- _What the exercise asks_:
Produce an exact copy of the data below.

[Stored data]
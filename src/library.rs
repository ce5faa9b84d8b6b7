//! Papers2 library access.
//!
//! Reads publication rows from the Papers2 SQLite database and hands them out
//! as typed [`RawRecord`]s.

use std::path::{Path, PathBuf};

use rusqlite::types::ValueRef;
use rusqlite::{Connection, OpenFlags, Row};
use thiserror::Error;

/// Errors that can occur when talking to the library database.
#[derive(Error, Debug)]
pub enum LibraryError {
    #[error("cannot open database '{path}': {source}")]
    Open {
        path: PathBuf,
        #[source]
        source: rusqlite::Error,
    },

    #[error("database query failed: {0}")]
    Query(#[from] rusqlite::Error),
}

/// A publication row as stored by Papers2.
///
/// Numeric columns are turned into text here so the rest of the crate never
/// deals with SQLite value types.
#[derive(Debug, Clone, Default, PartialEq, Eq)]
pub struct RawRecord {
    pub citekey: String,
    /// Packed date code, e.g. `99200406011200000000222000`
    pub publication_date: Option<String>,
    /// Comma-and-"and" joined author list
    pub author_string: Option<String>,
    pub title: Option<String>,
    /// Journal or container label (`bundle_string`)
    pub venue: Option<String>,
    pub volume: Option<String>,
    pub number: Option<String>,
    pub start_page: Option<String>,
    pub end_page: Option<String>,
}

/// A source of publication rows, queried by citation key.
pub trait RecordStore {
    /// Returns the rows whose citekey is in `keys`, in one round trip.
    ///
    /// Keys without a row are simply not represented in the result.
    fn fetch(&self, keys: &[String]) -> Result<Vec<RawRecord>, LibraryError>;
}

const PUBLICATION_COLUMNS: &str = "citekey, publication_date, full_author_string, \
     attributed_title, bundle_string, volume, number, startpage, endpage";

/// Read-only handle on a Papers2 database.
pub struct PapersLibrary {
    conn: Connection,
}

impl PapersLibrary {
    /// Opens the database at `path` read-only.
    ///
    /// Fails if the file does not exist, is not a SQLite database, or has no
    /// `Publication` table with the expected columns.
    pub fn open(path: &Path) -> Result<Self, LibraryError> {
        let open_error = |source| LibraryError::Open {
            path: path.to_path_buf(),
            source,
        };

        let conn = Connection::open_with_flags(
            path,
            OpenFlags::SQLITE_OPEN_READ_ONLY | OpenFlags::SQLITE_OPEN_NO_MUTEX,
        )
        .map_err(open_error)?;

        Self::check_schema(&conn).map_err(open_error)?;
        Ok(Self { conn })
    }

    /// Wraps an already open connection (useful for testing).
    pub fn from_connection(conn: Connection) -> Result<Self, LibraryError> {
        Self::check_schema(&conn)?;
        Ok(Self { conn })
    }

    /// Preparing the column list catches missing tables and columns, and
    /// non-database files.
    fn check_schema(conn: &Connection) -> rusqlite::Result<()> {
        conn.prepare(&format!(
            "SELECT {} FROM Publication LIMIT 0",
            PUBLICATION_COLUMNS
        ))?;
        Ok(())
    }

    fn row_to_record(row: &Row) -> rusqlite::Result<RawRecord> {
        Ok(RawRecord {
            citekey: column_text(row, 0)?.unwrap_or_default(),
            publication_date: column_text(row, 1)?,
            author_string: column_text(row, 2)?,
            title: column_text(row, 3)?,
            venue: column_text(row, 4)?,
            volume: column_text(row, 5)?,
            number: column_text(row, 6)?,
            start_page: column_text(row, 7)?,
            end_page: column_text(row, 8)?,
        })
    }
}

impl RecordStore for PapersLibrary {
    fn fetch(&self, keys: &[String]) -> Result<Vec<RawRecord>, LibraryError> {
        if keys.is_empty() {
            return Ok(Vec::new());
        }

        let placeholders = vec!["?"; keys.len()].join(", ");
        let sql = format!(
            "SELECT {} FROM Publication WHERE citekey IN ({})",
            PUBLICATION_COLUMNS, placeholders
        );

        let mut stmt = self.conn.prepare(&sql)?;
        let records = stmt
            .query_map(rusqlite::params_from_iter(keys), Self::row_to_record)?
            .collect::<rusqlite::Result<Vec<_>>>()?;

        Ok(records)
    }
}

/// Reads a column as text whatever its storage class. NULL becomes `None`.
fn column_text(row: &Row, idx: usize) -> rusqlite::Result<Option<String>> {
    let text = match row.get_ref(idx)? {
        ValueRef::Null => None,
        ValueRef::Integer(i) => Some(i.to_string()),
        ValueRef::Real(f) => Some(f.to_string()),
        ValueRef::Text(bytes) | ValueRef::Blob(bytes) => {
            Some(String::from_utf8_lossy(bytes).into_owned())
        }
    };
    Ok(text)
}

- _Exercise solution_:
filename src/library.rs
repository ce5faa9b84d8b6b7
//! Papers2 library access.
//!
//! Reads publication rows from the Papers2 SQLite database and hands them out
//! as typed [`RawRecord`]s.

use std::path::{Path, PathBuf};

use rusqlite::types::ValueRef;
use rusqlite::{Connection, OpenFlags, Row};
use thiserror::Error;

/// Errors that can occur when talking to the library database.
#[derive(Error, Debug)]
pub enum LibraryError {
    #[error("cannot open database '{path}': {source}")]
    Open {
        path: PathBuf,
        #[source]
        source: rusqlite::Error,
    },

    #[error("database query failed: {0}")]
    Query(#[from] rusqlite::Error),
}

/// A publication row as stored by Papers2.
///
/// Numeric columns are turned into text here so the rest of the crate never
/// deals with SQLite value types.
#[derive(Debug, Clone, Default, PartialEq, Eq)]
pub struct RawRecord {
    pub citekey: String,
    /// Packed date code, e.g. `99200406011200000000222000`
    pub publication_date: Option<String>,
    /// Comma-and-"and" joined author list
    pub author_string: Option<String>,
    pub title: Option<String>,
    /// Journal or container label (`bundle_string`)
    pub venue: Option<String>,
    pub volume: Option<String>,
    pub number: Option<String>,
    pub start_page: Option<String>,
    pub end_page: Option<String>,
}

/// A source of publication rows, queried by citation key.
pub trait RecordStore {
    /// Returns the rows whose citekey is in `keys`, in one round trip.
    ///
    /// Keys without a row are simply not represented in the result.
    fn fetch(&self, keys: &[String]) -> Result<Vec<RawRecord>, LibraryError>;
}

const PUBLICATION_COLUMNS: &str = "citekey, publication_date, full_author_string, \
     attributed_title, bundle_string, volume, number, startpage, endpage";

/// Read-only handle on a Papers2 database.
pub struct PapersLibrary {
    conn: Connection,
}

impl PapersLibrary {
    /// Opens the database at `path` read-only.
    ///
    /// Fails if the file does not exist, is not a SQLite database, or has no
    /// `Publication` table with the expected columns.
    pub fn open(path: &Path) -> Result<Self, LibraryError> {
        let open_error = |source| LibraryError::Open {
            path: path.to_path_buf(),
            source,
        };

        let conn = Connection::open_with_flags(
            path,
            OpenFlags::SQLITE_OPEN_READ_ONLY | OpenFlags::SQLITE_OPEN_NO_MUTEX,
        )
        .map_err(open_error)?;

        Self::check_schema(&conn).map_err(open_error)?;
        Ok(Self { conn })
    }

    /// Wraps an already open connection (useful for testing).
    pub fn from_connection(conn: Connection) -> Result<Self, LibraryError> {
        Self::check_schema(&conn)?;
        Ok(Self { conn })
    }

    /// Preparing the column list catches missing tables and columns, and
    /// non-database files.
    fn check_schema(conn: &Connection) -> rusqlite::Result<()> {
        conn.prepare(&format!(
            "SELECT {} FROM Publication LIMIT 0",
            PUBLICATION_COLUMNS
        ))?;
        Ok(())
    }

    fn row_to_record(row: &Row) -> rusqlite::Result<RawRecord> {
        Ok(RawRecord {
            citekey: column_text(row, 0)?.unwrap_or_default(),
            publication_date: column_text(row, 1)?,
            author_string: column_text(row, 2)?,
            title: column_text(row, 3)?,
            venue: column_text(row, 4)?,
            volume: column_text(row, 5)?,
            number: column_text(row, 6)?,
            start_page: column_text(row, 7)?,
            end_page: column_text(row, 8)?,
        })
    }
}

impl RecordStore for PapersLibrary {
    fn fetch(&self, keys: &[String]) -> Result<Vec<RawRecord>, LibraryError> {
        if keys.is_empty() {
            return Ok(Vec::new());
        }

        let placeholders = vec!["?"; keys.len()].join(", ");
        let sql = format!(
            "SELECT {} FROM Publication WHERE citekey IN ({})",
            PUBLICATION_COLUMNS, placeholders
        );

        let mut stmt = self.conn.prepare(&sql)?;
        let records = stmt
            .query_map(rusqlite::params_from_iter(keys), Self::row_to_record)?
            .collect::<rusqlite::Result<Vec<_>>>()?;

        Ok(records)
    }
}

/// Reads a column as text whatever its storage class. NULL becomes `None`.
fn column_text(row: &Row, idx: usize) -> rusqlite::Result<Option<String>> {
    let text = match row.get_ref(idx)? {
        ValueRef::Null => None,
        ValueRef::Integer(i) => Some(i.to_string()),
        ValueRef::Real(f) => Some(f.to_string()),
        ValueRef::Text(bytes) | ValueRef::Blob(bytes) => {
            Some(String::from_utf8_lossy(bytes).into_owned())
        }
    };
    Ok(text)
}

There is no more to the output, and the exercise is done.